Science 358, 373–377 (2017)

Lipoic acid is a redox-active cofactor in various multienzyme complexes. During the biosynthesis of lipoic acid, lipoyl synthase (LipA) catalyzes the introduction of two sulfur atoms on the aliphatic chain by sacrificing one of its own two [4Fe–4S] clusters. Without a means to replace the damaged cluster, LipA catalyzes only a single turnover in vitro, and the mechanism that restores the cluster in vivo is not understood. Now, McCarthy and Booker have identified the Escherichia coli iron–sulfur cluster carrier protein NfuA to be capable of reconstituting this auxiliary cluster of LipA and restoring its catalytic activity.
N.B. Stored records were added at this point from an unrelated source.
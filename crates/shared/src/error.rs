//! 统一错误处理模块
//!
//! 定义各消费服务共享的错误类型，使用 thiserror 提供良好的错误信息。

use thiserror::Error;

/// 共享基础设施错误
#[derive(Debug, Error)]
pub enum ServiceError {
    // ==================== Kafka 错误 ====================
    #[error("Kafka 错误: {0}")]
    Kafka(String),

    #[error("消息反序列化失败: {0}")]
    Deserialization(String),

    #[error("topic 未注册处理器: {topic}")]
    UnroutableTopic { topic: String },

    // ==================== 配置错误 ====================
    #[error("配置错误: {0}")]
    Config(#[from] config::ConfigError),

    // ==================== 通用错误 ====================
    #[error("内部错误: {0}")]
    Internal(String),
}

/// 错误结果类型别名
pub type Result<T> = std::result::Result<T, ServiceError>;

impl ServiceError {
    /// 获取错误码
    pub fn code(&self) -> &'static str {
        match self {
            Self::Kafka(_) => "KAFKA_ERROR",
            Self::Deserialization(_) => "DESERIALIZATION_ERROR",
            Self::UnroutableTopic { .. } => "UNROUTABLE_TOPIC",
            Self::Config(_) => "CONFIG_ERROR",
            Self::Internal(_) => "INTERNAL_ERROR",
        }
    }

    /// 是否为可重试错误
    ///
    /// 只有 broker 侧的瞬时故障值得重试；坏消息重投多少次结果都一样。
    pub fn is_retryable(&self) -> bool {
        matches!(self, Self::Kafka(_))
    }
}

#[cfg(test)]
mod tests {
    use super::*;

    #[test]
    fn test_error_code() {
        let err = ServiceError::UnroutableTopic {
            topic: "order_topics".to_string(),
        };
        assert_eq!(err.code(), "UNROUTABLE_TOPIC");
        assert_eq!(err.to_string(), "topic 未注册处理器: order_topics");
    }

    #[test]
    fn test_is_retryable() {
        let kafka_err = ServiceError::Kafka("broker 不可达".to_string());
        assert!(kafka_err.is_retryable());

        let bad_payload = ServiceError::Deserialization("expected value".to_string());
        assert!(!bad_payload.is_retryable());
    }

    #[test]
    fn test_config_error_conversion() {
        let err: ServiceError = config::ConfigError::NotFound("kafka.topic".to_string()).into();
        assert_eq!(err.code(), "CONFIG_ERROR");
    }
}
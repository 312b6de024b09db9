//! 日志初始化
//!
//! 基于 tracing-subscriber 组装过滤器和输出层，支持 pretty 与 JSON 两种格式。

use anyhow::Result;
use tracing_subscriber::{
    EnvFilter, Layer,
    fmt::{self, format::FmtSpan},
    layer::SubscriberExt,
    util::SubscriberInitExt,
};

use crate::config::ObservabilityConfig;

/// 构建环境过滤器
///
/// `RUST_LOG` 优先；其次是配置中的 `log_level`；两者都无法解析时退回 info。
pub fn env_filter(config: &ObservabilityConfig) -> EnvFilter {
    EnvFilter::try_from_default_env()
        .or_else(|_| EnvFilter::try_new(&config.log_level))
        .unwrap_or_else(|_| EnvFilter::new("info"))
}

/// 初始化全局 subscriber（日志）
///
/// 重复初始化返回错误，而不是 panic。
pub fn init(config: &ObservabilityConfig) -> Result<()> {
    let fmt_layer = if config.json_logs() {
        fmt::layer()
            .json()
            .with_span_events(FmtSpan::CLOSE)
            .with_target(true)
            .with_thread_ids(true)
            .boxed()
    } else {
        fmt::layer()
            .with_target(true)
            .with_thread_ids(false)
            .with_ansi(true)
            .boxed()
    };

    tracing_subscriber::registry()
        .with(env_filter(config))
        .with(fmt_layer)
        .try_init()?;

    Ok(())
}

#[cfg(test)]
mod tests {
    use super::*;

    #[test]
    fn test_env_filter_falls_back_on_invalid_level() {
        let config = ObservabilityConfig {
            log_level: "not a [valid filter".to_string(),
            ..Default::default()
        };
        // 非法过滤表达式不应 panic
        let _ = env_filter(&config);
    }
}
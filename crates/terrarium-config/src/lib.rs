mod raw;
mod loader;
pub mod error;

pub use error::ConfigError;
pub use loader::{load_config, ApiConfig, TerrariumConfig, DEFAULT_CONFIG_FILE};
pub mod error;
pub mod keys;
pub mod types;


pub use error::DomainError;
pub use types::*;
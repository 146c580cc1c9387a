//! Key layout of the local key-value store.
//!
//! ```text
//! /tr/<trId>          -> TerrariumInfo (JSON)
//! /tr/<trId>/status   -> RunStatus (JSON string)
//! ```

use crate::types::TerrariumId;

/// Prefix shared by every terrarium key; used to list all terrariums.
pub const TERRARIUM_PREFIX: &str = "/tr/";

pub fn terrarium_key(id: &TerrariumId) -> String {
    format!("{}{}", TERRARIUM_PREFIX, id)
}

pub fn status_key(id: &TerrariumId) -> String {
    format!("{}{}/status", TERRARIUM_PREFIX, id)
}
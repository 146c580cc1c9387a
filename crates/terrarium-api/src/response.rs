use serde::{Deserialize, Serialize};
use serde_json::Value;

/// Envelope of every API response.
#[derive(Debug, Clone, PartialEq, Serialize, Deserialize)]
pub struct ApiResponse {
    pub success: bool,
    pub message: String,
    /// Raw tool output or other free text.
    #[serde(default, skip_serializing_if = "Option::is_none")]
    pub detail: Option<String>,
    #[serde(default, skip_serializing_if = "Option::is_none")]
    pub object: Option<Value>,
}

impl ApiResponse {
    pub fn success(message: impl Into<String>) -> Self {
        Self {
            success: true,
            message: message.into(),
            detail: None,
            object: None,
        }
    }

    pub fn failure(message: impl Into<String>) -> Self {
        Self {
            success: false,
            ..Self::success(message)
        }
    }

    pub fn with_detail(mut self, detail: impl Into<String>) -> Self {
        self.detail = Some(detail.into());
        self
    }

    pub fn with_object(mut self, object: Value) -> Self {
        self.object = Some(object);
        self
    }
}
LipA and NfuA form a complex in vitro, enabling multiple turnovers by LipA. Isotopic tracing with 34S also indicated that NfuA directly transfers a new intact [4Fe–4S] cluster to LipA, rather than repairing the damaged one, and that LipA can donate not only two, but all four, of the sulfur atoms from its auxiliary cluster to the lipoic acid product. In E. coli, the absence of NfuA can be compensated by a secondary iron–sulfur supply pathway involving IscU, and IscU can likewise restore LipA activity in vitro. However, mammals lacking the homolog of NfuA exhibit lipoyl cofactor deficiency, which may now be explained by this protein's role in reconstituting LipA activity.